---- Information given

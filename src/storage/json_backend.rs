use std::{
    fs,
    path::{Path, PathBuf},
    sync::RwLock,
};

use chrono::Utc;
use tracing::{debug, info, warn};

use crate::{
    config::Config,
    errors::{StorageError, StorageResult},
    utils::{ensure_dir, write_atomic},
};

use super::{Snapshot, SnapshotStore};

const DATA_FILE: &str = "budget.json";
const BACKUP_DIR: &str = "backups";
const BACKUP_PREFIX: &str = "budget";
const BACKUP_EXTENSION: &str = "json";
const BACKUP_TIMESTAMP_FORMAT: &str = "%Y%m%dT%H%M%S%3f";
const DEFAULT_RETENTION: usize = 5;

/// Snapshot store persisted as a single pretty-printed JSON document.
///
/// Every committed write rewrites the file atomically; a failed write keeps
/// both the file and the in-memory state at their previous values.
#[derive(Debug)]
pub struct JsonStore {
    path: PathBuf,
    backups_dir: PathBuf,
    retention: usize,
    state: RwLock<Snapshot>,
}

impl JsonStore {
    pub fn open(root: impl Into<PathBuf>, retention: Option<usize>) -> StorageResult<Self> {
        let root = root.into();
        ensure_dir(&root)?;
        let path = root.join(DATA_FILE);
        let snapshot = if path.exists() {
            load_snapshot(&path)?
        } else {
            Snapshot::default()
        };
        debug!(
            "opened json store at {} ({} groups)",
            path.display(),
            snapshot.groups.len()
        );
        Ok(Self {
            path,
            backups_dir: root.join(BACKUP_DIR),
            retention: retention.unwrap_or(DEFAULT_RETENTION).max(1),
            state: RwLock::new(snapshot),
        })
    }

    pub fn from_config(config: &Config) -> StorageResult<Self> {
        Self::open(config.resolve_data_dir(), Some(config.backup_retention))
    }

    pub fn path(&self) -> &Path {
        &self.path
    }

    /// Copies the current state into a timestamped backup and prunes old ones.
    pub fn backup(&self, note: Option<&str>) -> StorageResult<String> {
        let snapshot = self.read(Snapshot::clone)?;
        ensure_dir(&self.backups_dir)?;
        let timestamp = Utc::now().format(BACKUP_TIMESTAMP_FORMAT).to_string();
        let stem = format!("{BACKUP_PREFIX}_{timestamp}_");
        let sequence = self
            .list_backups()?
            .iter()
            .filter_map(|name| name.strip_prefix(&stem))
            .filter_map(|rest| rest.get(..3)?.parse::<u32>().ok())
            .max()
            .map_or(0, |last| last + 1);
        let mut name = format!("{BACKUP_PREFIX}_{timestamp}_{sequence:03}");
        if let Some(label) = sanitize_note(note) {
            name.push('_');
            name.push_str(&label);
        }
        name.push_str(&format!(".{BACKUP_EXTENSION}"));

        let json = serde_json::to_string_pretty(&snapshot)?;
        write_atomic(&self.backups_dir.join(&name), &json)?;
        info!("wrote backup {}", name);
        self.prune_backups()?;
        Ok(name)
    }

    /// Backup file names, newest first.
    pub fn list_backups(&self) -> StorageResult<Vec<String>> {
        if !self.backups_dir.exists() {
            return Ok(Vec::new());
        }
        let mut entries = Vec::new();
        for entry in fs::read_dir(&self.backups_dir)? {
            let path = entry?.path();
            if path.extension().and_then(|ext| ext.to_str()) != Some(BACKUP_EXTENSION) {
                continue;
            }
            if let Some(name) = path.file_name().and_then(|name| name.to_str()) {
                if name.starts_with(BACKUP_PREFIX) {
                    entries.push(name.to_string());
                }
            }
        }
        entries.sort_by(|a, b| b.cmp(a));
        Ok(entries)
    }

    /// Replaces the live state with a backup and persists it.
    ///
    /// Only names reported by [`list_backups`](Self::list_backups) are accepted.
    pub fn restore(&self, backup_name: &str) -> StorageResult<()> {
        if !self.list_backups()?.iter().any(|name| name == backup_name) {
            return Err(StorageError::Io(std::io::Error::new(
                std::io::ErrorKind::NotFound,
                format!("backup `{backup_name}` not found"),
            )));
        }
        let restored = load_snapshot(&self.backups_dir.join(backup_name))?;
        self.write(|snapshot| {
            *snapshot = restored;
            Ok(())
        })?;
        info!("restored state from backup {}", backup_name);
        Ok(())
    }

    fn prune_backups(&self) -> StorageResult<()> {
        let backups = self.list_backups()?;
        for stale in backups.iter().skip(self.retention) {
            if let Err(err) = fs::remove_file(self.backups_dir.join(stale)) {
                warn!("could not prune backup {}: {}", stale, err);
            }
        }
        Ok(())
    }
}

impl SnapshotStore for JsonStore {
    fn read<R>(&self, f: impl FnOnce(&Snapshot) -> R) -> StorageResult<R> {
        let guard = self.state.read().map_err(|_| StorageError::Poisoned)?;
        Ok(f(&*guard))
    }

    fn write<R>(&self, f: impl FnOnce(&mut Snapshot) -> StorageResult<R>) -> StorageResult<R> {
        let mut guard = self.state.write().map_err(|_| StorageError::Poisoned)?;
        let mut staged = guard.clone();
        let output = f(&mut staged)?;
        let json = serde_json::to_string_pretty(&staged)?;
        write_atomic(&self.path, &json)?;
        *guard = staged;
        Ok(output)
    }
}

fn load_snapshot(path: &Path) -> StorageResult<Snapshot> {
    let data = fs::read_to_string(path)?;
    Ok(serde_json::from_str(&data)?)
}

fn sanitize_note(note: Option<&str>) -> Option<String> {
    let raw = note?.trim();
    let mut sanitized = String::new();
    let mut last_dash = false;
    for ch in raw.chars() {
        if ch.is_ascii_alphanumeric() {
            sanitized.push(ch.to_ascii_lowercase());
            last_dash = false;
        } else if (ch.is_whitespace() || matches!(ch, '-' | '.' | '_')) && !sanitized.is_empty() && !last_dash {
            sanitized.push('-');
            last_dash = true;
        }
    }
    let trimmed = sanitized.trim_matches('-');
    if trimmed.is_empty() {
        None
    } else {
        Some(trimmed.to_string())
    }
}

#[cfg(test)]
mod tests {
    use super::*;
    use crate::domain::{Description, DisplayOrder, Group, Name};
    use crate::storage::GroupRepository;
    use tempfile::TempDir;
    use uuid::Uuid;

    fn store_with_temp_dir(retention: usize) -> (JsonStore, TempDir) {
        let temp = TempDir::new().expect("temp dir");
        let store = JsonStore::open(temp.path(), Some(retention)).expect("json store");
        (store, temp)
    }

    fn sample_group() -> Group {
        Group::new(
            Uuid::new_v4(),
            Uuid::new_v4(),
            Name::new("Household").unwrap(),
            Description::default(),
            DisplayOrder::default(),
        )
    }

    #[test]
    fn writes_survive_reopen() {
        let (store, temp) = store_with_temp_dir(3);
        let group = sample_group();
        store.save_group(&group).expect("save group");

        let reopened = JsonStore::open(temp.path(), None).expect("reopen");
        assert_eq!(reopened.find_group(group.id()).expect("find group"), group);
    }

    #[test]
    fn backups_are_listed_newest_first_and_pruned() {
        let (store, _guard) = store_with_temp_dir(2);
        store.save_group(&sample_group()).unwrap();
        let first = store.backup(Some("Before import")).unwrap();
        let second = store.backup(None).unwrap();
        let third = store.backup(None).unwrap();
        assert!(first.ends_with("_before-import.json"), "{first}");

        let backups = store.list_backups().unwrap();
        assert_eq!(backups, vec![third, second]);
    }

    #[test]
    fn restore_replaces_state() {
        let (store, _guard) = store_with_temp_dir(3);
        let kept = sample_group();
        store.save_group(&kept).unwrap();
        let backup = store.backup(None).unwrap();
        let later = sample_group();
        store.save_group(&later).unwrap();

        store.restore(&backup).unwrap();
        assert!(store.find_group(kept.id()).is_ok());
        assert!(store.find_group(later.id()).is_err());
        assert!(store.restore("budget_missing.json").is_err());
    }

    #[test]
    fn restore_only_accepts_listed_backups() {
        let (store, temp) = store_with_temp_dir(3);
        store.save_group(&sample_group()).unwrap();
        store.backup(None).unwrap();
        let outside = temp.path().join("budget_outside.json");
        fs::write(&outside, "{}").unwrap();

        for name in ["../budget.json", "../budget_outside.json", outside.to_str().unwrap()] {
            let err = store.restore(name).unwrap_err();
            assert!(matches!(err, StorageError::Io(ref io) if io.kind() == std::io::ErrorKind::NotFound), "{name}");
        }
        assert_eq!(store.read(|s| s.groups.len()).unwrap(), 1);
    }

    #[test]
    fn corrupt_state_is_refused_on_open() {
        let (store, temp) = store_with_temp_dir(3);
        let group = sample_group();
        store.save_group(&group).unwrap();
        let mut json: serde_json::Value =
            serde_json::from_str(&fs::read_to_string(store.path()).unwrap()).unwrap();
        json["groups"][0]["name"] = "".into();
        fs::write(store.path(), json.to_string()).unwrap();

        let err = JsonStore::open(temp.path(), None).unwrap_err();
        assert!(matches!(err, StorageError::Serde(_)), "{err}");
    }

    #[test]
    fn corrupt_backup_is_refused_on_restore() {
        let (store, _guard) = store_with_temp_dir(3);
        let group = sample_group();
        store.save_group(&group).unwrap();
        let backup = store.backup(None).unwrap();
        let path = store.backups_dir.join(&backup);
        let mut json: serde_json::Value = serde_json::from_str(&fs::read_to_string(&path).unwrap()).unwrap();
        json["groups"][0]["categories"] = serde_json::json!([{
            "id": Uuid::new_v4(),
            "group_id": Uuid::new_v4(),
            "name": "Food",
            "recurrence": {"kind": "recurring", "start": "2024-05", "end": "2024-01"},
            "budget": {"cents": -500, "currency": "USD"}
        }]);
        fs::write(&path, json.to_string()).unwrap();

        assert!(store.restore(&backup).is_err());
        assert_eq!(store.find_group(group.id()).unwrap(), group);
    }

    #[test]
    fn failed_persist_keeps_memory_and_file() {
        let (store, _guard) = store_with_temp_dir(3);
        let group = sample_group();
        store.save_group(&group).unwrap();
        let original = fs::read_to_string(store.path()).unwrap();

        fs::create_dir_all(crate::utils::tmp_path(store.path())).unwrap();
        assert!(store.save_group(&sample_group()).is_err());
        assert_eq!(fs::read_to_string(store.path()).unwrap(), original);
        assert_eq!(store.read(|s| s.groups.len()).unwrap(), 1);
    }

    #[test]
    fn sanitize_note_rules() {
        assert_eq!(sanitize_note(Some("  Monthly  Close ")), Some("monthly-close".into()));
        assert_eq!(sanitize_note(Some("v1.2_final")), Some("v1-2-final".into()));
        assert_eq!(sanitize_note(Some("!!!")), None);
        assert_eq!(sanitize_note(None), None);
    }
}
//! Validated text and ordering values shared by groups and categories.

use std::fmt;

use serde::{Deserialize, Serialize};

use crate::errors::{Result, TrackingError};

pub const NAME_MAX_LEN: usize = 100;
pub const DESCRIPTION_MAX_LEN: usize = 1000;

/// Non-empty display name, compared case-sensitively.
#[derive(Debug, Clone, PartialEq, Eq, Hash, Serialize, Deserialize)]
#[serde(try_from = "String")]
pub struct Name(String);

impl Name {
    pub fn new(value: impl Into<String>) -> Result<Self> {
        let value = value.into();
        if value.is_empty() {
            return Err(TrackingError::EmptyName);
        }
        if value.chars().count() > NAME_MAX_LEN {
            return Err(TrackingError::NameTooLong { max: NAME_MAX_LEN });
        }
        Ok(Self(value))
    }

    pub fn as_str(&self) -> &str {
        &self.0
    }
}

impl TryFrom<String> for Name {
    type Error = TrackingError;

    fn try_from(value: String) -> Result<Self> {
        Self::new(value)
    }
}

impl fmt::Display for Name {
    fn fmt(&self, f: &mut fmt::Formatter<'_>) -> fmt::Result {
        f.write_str(&self.0)
    }
}

#[derive(Debug, Clone, Default, PartialEq, Eq, Hash, Serialize, Deserialize)]
#[serde(try_from = "String")]
pub struct Description(String);

impl Description {
    pub fn new(value: impl Into<String>) -> Result<Self> {
        let value = value.into();
        if value.chars().count() > DESCRIPTION_MAX_LEN {
            return Err(TrackingError::DescriptionTooLong {
                max: DESCRIPTION_MAX_LEN,
            });
        }
        Ok(Self(value))
    }

    pub fn as_str(&self) -> &str {
        &self.0
    }

    pub fn is_empty(&self) -> bool {
        self.0.is_empty()
    }
}

impl TryFrom<String> for Description {
    type Error = TrackingError;

    fn try_from(value: String) -> Result<Self> {
        Self::new(value)
    }
}

impl fmt::Display for Description {
    fn fmt(&self, f: &mut fmt::Formatter<'_>) -> fmt::Result {
        f.write_str(&self.0)
    }
}

/// Position of a group in the dashboard listing.
#[derive(Debug, Clone, Copy, Default, PartialEq, Eq, PartialOrd, Ord, Hash, Serialize, Deserialize)]
#[serde(transparent)]
pub struct DisplayOrder(u32);

impl DisplayOrder {
    pub fn new(value: i64) -> Result<Self> {
        u32::try_from(value)
            .map(Self)
            .map_err(|_| TrackingError::InvalidOrder(value))
    }

    pub fn value(&self) -> u32 {
        self.0
    }
}

#[cfg(test)]
mod tests {
    use super::*;

    #[test]
    fn name_rules() {
        assert_eq!(Name::new(""), Err(TrackingError::EmptyName));
        assert!(Name::new("a".repeat(NAME_MAX_LEN)).is_ok());
        assert_eq!(
            Name::new("a".repeat(NAME_MAX_LEN + 1)),
            Err(TrackingError::NameTooLong { max: NAME_MAX_LEN })
        );
        assert_ne!(Name::new("Food").unwrap(), Name::new("food").unwrap());
    }

    #[test]
    fn description_may_be_empty_but_bounded() {
        assert!(Description::new("").unwrap().is_empty());
        assert!(Description::new("x".repeat(DESCRIPTION_MAX_LEN + 1)).is_err());
    }

    #[test]
    fn loading_applies_the_same_rules() {
        assert_eq!(serde_json::to_string(&Name::new("Food").unwrap()).unwrap(), "\"Food\"");
        assert_eq!(serde_json::from_str::<Name>("\"Food\"").unwrap().as_str(), "Food");
        assert!(serde_json::from_str::<Name>("\"\"").is_err());
        let too_long = format!("\"{}\"", "x".repeat(DESCRIPTION_MAX_LEN + 1));
        assert!(serde_json::from_str::<Description>(&too_long).is_err());
    }

    #[test]
    fn order_rejects_negative_values() {
        assert_eq!(DisplayOrder::new(-1), Err(TrackingError::InvalidOrder(-1)));
        assert_eq!(DisplayOrder::new(3).unwrap().value(), 3);
    }
}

--------

> Work instruction:
All lines in the listing above from the line containing "names, newest first." to the line containing "restored = load_snapshot(&self.backups_dir.join(backup_name))?;", inclusive, should be retyped exactly; no other lines should appear.

> Task output:
    /// Backup file names, newest first.
    pub fn list_backups(&self) -> StorageResult<Vec<String>> {
        if !self.backups_dir.exists() {
            return Ok(Vec::new());
        }
        let mut entries = Vec::new();
        for entry in fs::read_dir(&self.backups_dir)? {
            let path = entry?.path();
            if path.extension().and_then(|ext| ext.to_str()) != Some(BACKUP_EXTENSION) {
                continue;
            }
            if let Some(name) = path.file_name().and_then(|name| name.to_str()) {
                if name.starts_with(BACKUP_PREFIX) {
                    entries.push(name.to_string());
                }
            }
        }
        entries.sort_by(|a, b| b.cmp(a));
        Ok(entries)
    }

    /// Replaces the live state with a backup and persists it.
    ///
    /// Only names reported by [`list_backups`](Self::list_backups) are accepted.
    pub fn restore(&self, backup_name: &str) -> StorageResult<()> {
        if !self.list_backups()?.iter().any(|name| name == backup_name) {
            return Err(StorageError::Io(std::io::Error::new(
                std::io::ErrorKind::NotFound,
                format!("backup `{backup_name}` not found"),
            )));
        }
        let restored = load_snapshot(&self.backups_dir.join(backup_name))?;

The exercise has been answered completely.